§ TASK STATEMENT:
Once the line containing "Every controller operation" has been copied, stop; copy every line before it exactly, beginning with the first line of the material below.

[Opening EXTRACTED RECORDS section]

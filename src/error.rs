/// Error handling module for Fleet Runner.
///
/// This module defines the error types used throughout the library.
/// Every controller operation reports its outcome through this single enum,
/// so callers can tell expected outcomes (a server that is already running)
/// apart from real failures (a download that did not complete).
///
/// # Example
///
/// ```
/// use fleet_runner::error::{Error, Result};
///
/// fn handle_error(result: Result<()>) {
///     match result {
///         Ok(_) => println!("Operation succeeded"),
///         Err(Error::NotFound(name)) => println!("Server '{}' does not exist", name),
///         Err(Error::MissingArtifact { server, file }) => {
///             println!("{} has no {}, run an update first", server, file)
///         }
///         Err(e) if e.is_expected() => println!("{}", e),
///         Err(e) => println!("Operation failed: {}", e),
///     }
/// }
/// ```
use thiserror::Error;

/// Errors that can occur in the fleet-runner library.
///
/// All variants carry owned string context, which keeps the enum `Clone`
/// so one failed download can be reported to every caller waiting on it.
#[derive(Error, Debug, Clone, PartialEq, Eq)]
pub enum Error {
    /// No server with the given display name is registered.
    #[error("Server does not exist or is not loaded: {0}")]
    NotFound(String),

    /// The server process is already running.
    #[error("{0} is already running")]
    AlreadyRunning(String),

    /// The server process is not running.
    ///
    /// Returned by `stop` and `restart` on a stopped server. For `stop` this is
    /// a no-op outcome rather than a failure.
    #[error("{0} is not running")]
    NotRunning(String),

    /// The server is in a transient state (starting or stopping).
    #[error("{0} is busy")]
    Busy(String),

    /// The configured artifact file is absent from the server's root directory.
    #[error("Unable to find {file} for {server}, place the file in its directory or run an update")]
    MissingArtifact {
        /// Display name of the server
        server: String,
        /// Artifact file name that was expected
        file: String,
    },

    /// The server has no logical artifact version configured.
    #[error("{0} has no artifact version configured")]
    MissingArtifactReference(String),

    /// The requested operation is not supported for this server kind.
    #[error("Unsupported operation: {0}")]
    UnsupportedOperation(String),

    /// The provisioner cannot fetch artifacts for this server kind.
    #[error("Unsupported server kind: {0}")]
    UnsupportedKind(String),

    /// The catalog does not know the requested logical version.
    #[error("Invalid artifact version: {0}")]
    InvalidVersion(String),

    /// An artifact could not be downloaded or failed verification.
    #[error("Download failed: {0}")]
    DownloadFailed(String),

    /// The artifact catalog is not set up or not ready.
    #[error("Artifact provisioning is currently unavailable, install the artifact manually")]
    ProvisionerUnavailable,

    /// The setting name is not part of the server configuration.
    #[error("Unknown setting '{0}'")]
    UnknownSetting(String),

    /// The setting identifies the server and cannot be changed through `set`.
    #[error("Setting '{0}' is protected")]
    ProtectedSetting(String),

    /// A raw value could not be converted to the setting's declared type.
    #[error("Invalid value '{value}' for setting '{key}', expected {expected}")]
    TypeMismatch {
        /// Setting name
        key: String,
        /// Raw value as supplied
        value: String,
        /// Description of the expected type
        expected: String,
    },

    /// Configuration could not be written to durable storage.
    #[error("Failed to persist configuration: {0}")]
    PersistFailed(String),

    /// The server process could not be launched.
    #[error("Failed to start server: {0}")]
    StartFailed(String),

    /// A downloaded artifact could not be placed into a server directory.
    #[error("Failed to install artifact: {0}")]
    InstallFailed(String),

    /// A step of the update pipeline failed.
    #[error("Failed to update {server}: {cause}")]
    UpdateFailed {
        /// Display name of the server
        server: String,
        /// The step failure that aborted the update
        cause: Box<Error>,
    },

    /// Failed to parse configuration from a file or string.
    #[error("Failed to parse configuration: {0}")]
    ConfigParse(String),

    /// Configuration parsed but contains invalid values.
    #[error("Invalid configuration: {0}")]
    ConfigInvalid(String),

    /// Error while signalling or waiting on a server process.
    #[error("Server process error: {0}")]
    Process(String),

    /// A console command line could not be understood.
    #[error("Usage: {0}")]
    Usage(String),

    /// Any other error not covered by the above categories.
    #[error("Other error: {0}")]
    Other(String),
}

impl Error {
    /// Returns `true` for lookup and validation outcomes.
    ///
    /// These are reported to the caller as-is and are never worth retrying.
    pub fn is_expected(&self) -> bool {
        matches!(
            self,
            Error::NotFound(_)
                | Error::AlreadyRunning(_)
                | Error::NotRunning(_)
                | Error::Busy(_)
                | Error::MissingArtifact { .. }
                | Error::MissingArtifactReference(_)
                | Error::UnsupportedOperation(_)
                | Error::UnknownSetting(_)
                | Error::ProtectedSetting(_)
                | Error::TypeMismatch { .. }
                | Error::Usage(_)
        )
    }

    /// Returns `true` for I/O failures a caller may choose to retry.
    pub fn is_transient(&self) -> bool {
        match self {
            Error::DownloadFailed(_) | Error::PersistFailed(_) | Error::StartFailed(_) => true,
            Error::UpdateFailed { cause, .. } => cause.is_transient(),
            _ => false,
        }
    }
}

/// Result type for fleet-runner operations.
pub type Result<T> = std::result::Result<T, Error>;

#[cfg(test)]
mod tests {
    use super::*;

    #[test]
    fn test_classification() {
        assert!(Error::AlreadyRunning("Alpha".into()).is_expected());
        assert!(!Error::AlreadyRunning("Alpha".into()).is_transient());
        assert!(Error::DownloadFailed("timeout".into()).is_transient());

        let wrapped = Error::UpdateFailed {
            server: "Alpha".into(),
            cause: Box::new(Error::DownloadFailed("reset".into())),
        };
        assert!(wrapped.is_transient());
        assert!(!wrapped.is_expected());
    }

    #[test]
    fn test_messages() {
        let err = Error::MissingArtifact {
            server: "Alpha".into(),
            file: "server.jar".into(),
        };
        assert!(err.to_string().contains("server.jar"));
        assert_eq!(
            Error::UnknownSetting("jarEntry".into()).to_string(),
            "Unknown setting 'jarEntry'"
        );
    }
}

[Closing EXTRACTED RECORDS section]

§ EXERCISE OUTPUT:
filename src/error.rs
/// Error handling module for Fleet Runner.
///
/// This module defines the error types used throughout the library.
/// Every controller operation reports its outcome through this single enum,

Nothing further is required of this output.